### PROVIDED MATERIAL:

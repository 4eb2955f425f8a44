//! Unit tests for `StreamDeframer` using a toy length-prefixed decoder.

use rstest::{fixture, rstest};

use super::*;

/// One length byte followed by that many payload bytes. A length of `0xff`
/// is malformed.
#[derive(Clone, Copy, Debug, Default)]
struct LengthByte;

impl FrameDecoder for LengthByte {
    type Frame = Vec<u8>;

    fn decode(&self, buffer: &[u8], offset: usize) -> Result<Decoded<Vec<u8>>, DecodeFault> {
        let Some(&len) = buffer.get(offset) else {
            return Ok(Decoded::Incomplete);
        };
        if len == 0xff {
            return Err(DecodeFault::malformed("length 0xff"));
        }
        let end = offset + 1 + usize::from(len);
        match buffer.get(offset + 1..end) {
            Some(payload) => Ok(Decoded::Frame {
                frame: payload.to_vec(),
                next: end,
            }),
            None => Ok(Decoded::Incomplete),
        }
    }
}

/// Claims a frame without consuming anything.
struct Stuck;

impl FrameDecoder for Stuck {
    type Frame = ();

    fn decode(&self, _buffer: &[u8], offset: usize) -> Result<Decoded<()>, DecodeFault> {
        Ok(Decoded::Frame {
            frame: (),
            next: offset,
        })
    }
}

#[fixture]
fn deframer() -> StreamDeframer<LengthByte> { StreamDeframer::new(LengthByte) }

#[rstest]
fn empty_chunk_is_a_no_op(mut deframer: StreamDeframer<LengthByte>) {
    deframer.ingest(&[3, b'a']);
    let before = deframer.residual_len();

    let out = deframer.ingest(&[]);

    assert!(out.frames().is_empty());
    assert!(out.fault().is_none());
    assert_eq!(deframer.residual_len(), before);
}

#[rstest]
fn whole_frames_are_returned_in_order(mut deframer: StreamDeframer<LengthByte>) {
    let out = deframer.ingest(&[1, b'a', 2, b'b', b'c', 0]);
    assert_eq!(
        out.into_frames(),
        vec![b"a".to_vec(), b"bc".to_vec(), Vec::new()]
    );
    assert_eq!(deframer.residual_len(), 0);
}

#[rstest]
fn chunk_without_a_complete_frame_becomes_residual(mut deframer: StreamDeframer<LengthByte>) {
    let out = deframer.ingest(&[5, b'a', b'b']);
    assert!(out.frames().is_empty());
    assert_eq!(deframer.residual_len(), 3);
}

#[rstest]
fn trailing_partial_frame_is_buffered(mut deframer: StreamDeframer<LengthByte>) {
    let out = deframer.ingest(&[1, b'a', 3, b'x']);
    assert_eq!(out.into_frames(), vec![b"a".to_vec()]);
    assert_eq!(deframer.residual_len(), 2);
}

#[rstest]
fn frame_is_only_emitted_once_its_last_byte_arrives(mut deframer: StreamDeframer<LengthByte>) {
    assert!(deframer.ingest(&[3, b'x', b'y']).frames().is_empty());
    let out = deframer.ingest(&[b'z', 1]);
    assert_eq!(out.into_frames(), vec![b"xyz".to_vec()]);
    assert_eq!(deframer.residual_len(), 1);
}

#[rstest]
fn fault_discards_the_whole_buffer(mut deframer: StreamDeframer<LengthByte>) {
    deframer.ingest(&[1]);
    let out = deframer.ingest(&[b'a', 0xff, 1, b'b', 4]);

    let (frames, fault) = out.into_parts();
    assert_eq!(frames, vec![b"a".to_vec()]);
    assert_eq!(fault, Some(DecodeFault::malformed("length 0xff")));
    assert_eq!(deframer.residual_len(), 0);

    let out = deframer.ingest(&[1, b'c']);
    assert_eq!(out.into_frames(), vec![b"c".to_vec()]);
}

#[rstest]
fn reset_drops_residual(mut deframer: StreamDeframer<LengthByte>) {
    deframer.ingest(&[4, b'a']);
    deframer.reset();
    assert_eq!(deframer.residual_len(), 0);

    let out = deframer.ingest(&[1, b'z']);
    assert_eq!(out.into_frames(), vec![b"z".to_vec()]);
}

#[test]
fn residual_over_cap_is_a_fault() {
    let mut deframer = StreamDeframer::new(LengthByte).with_max_buffered(4);
    let out = deframer.ingest(&[200, 1, 2, 3, 4, 5]);
    assert_eq!(
        out.fault(),
        Some(&DecodeFault::BufferOverflow {
            buffered: 6,
            max: 4
        })
    );
    assert_eq!(deframer.residual_len(), 0);
}

#[test]
fn cap_never_drops_below_the_largest_frame() {
    let decoder = crate::codec::MqttPacketDecoder::new(crate::codec::MIN_FRAME_LENGTH);
    let mut deframer = StreamDeframer::new(decoder).with_max_buffered(4);
    assert_eq!(deframer.max_buffered(), 1 + 4 + crate::codec::MIN_FRAME_LENGTH);

    let mut packet = vec![0x30, 62, 0x00, 0x01, b't'];
    packet.extend_from_slice(&[b'x'; 59]);
    let (head, tail) = packet.split_at(40);

    let first = deframer.ingest(head);
    assert!(first.fault().is_none());
    assert_eq!(deframer.residual_len(), 40);
    let second = deframer.ingest(tail);
    assert!(second.fault().is_none());
    assert_eq!(second.frames().len(), 1);
}

#[test]
fn default_cap_covers_the_default_mqtt_frame_limit() {
    let deframer = StreamDeframer::new(crate::codec::MqttPacketDecoder::default());
    assert!(deframer.max_buffered() >= 1 + 4 + crate::codec::MAX_FRAME_LENGTH);
}

#[test]
fn decoder_that_does_not_advance_is_a_fault() {
    let mut deframer = StreamDeframer::new(Stuck);
    let out = deframer.ingest(&[1, 2, 3]);
    assert_eq!(
        out.fault(),
        Some(&DecodeFault::NoProgress {
            offset: 0,
            reported: 0
        })
    );
    assert!(out.frames().is_empty());
}

#[rstest]
fn residual_is_an_owned_copy(mut deframer: StreamDeframer<LengthByte>) {
    let mut chunk = vec![2, b'o'];
    deframer.ingest(&chunk);
    chunk.fill(0xff);
    drop(chunk);

    let out = deframer.ingest(&[b'k']);
    assert_eq!(out.into_frames(), vec![b"ok".to_vec()]);
}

### TASK OBJECTIVE:
Find and copy each line of the data where "codec" is present.

### RESPONSE:
    let decoder = crate::codec::MqttPacketDecoder::new(crate::codec::MIN_FRAME_LENGTH);
    assert_eq!(deframer.max_buffered(), 1 + 4 + crate::codec::MIN_FRAME_LENGTH);
    let deframer = StreamDeframer::new(crate::codec::MqttPacketDecoder::default());
    assert!(deframer.max_buffered() >= 1 + 4 + crate::codec::MAX_FRAME_LENGTH);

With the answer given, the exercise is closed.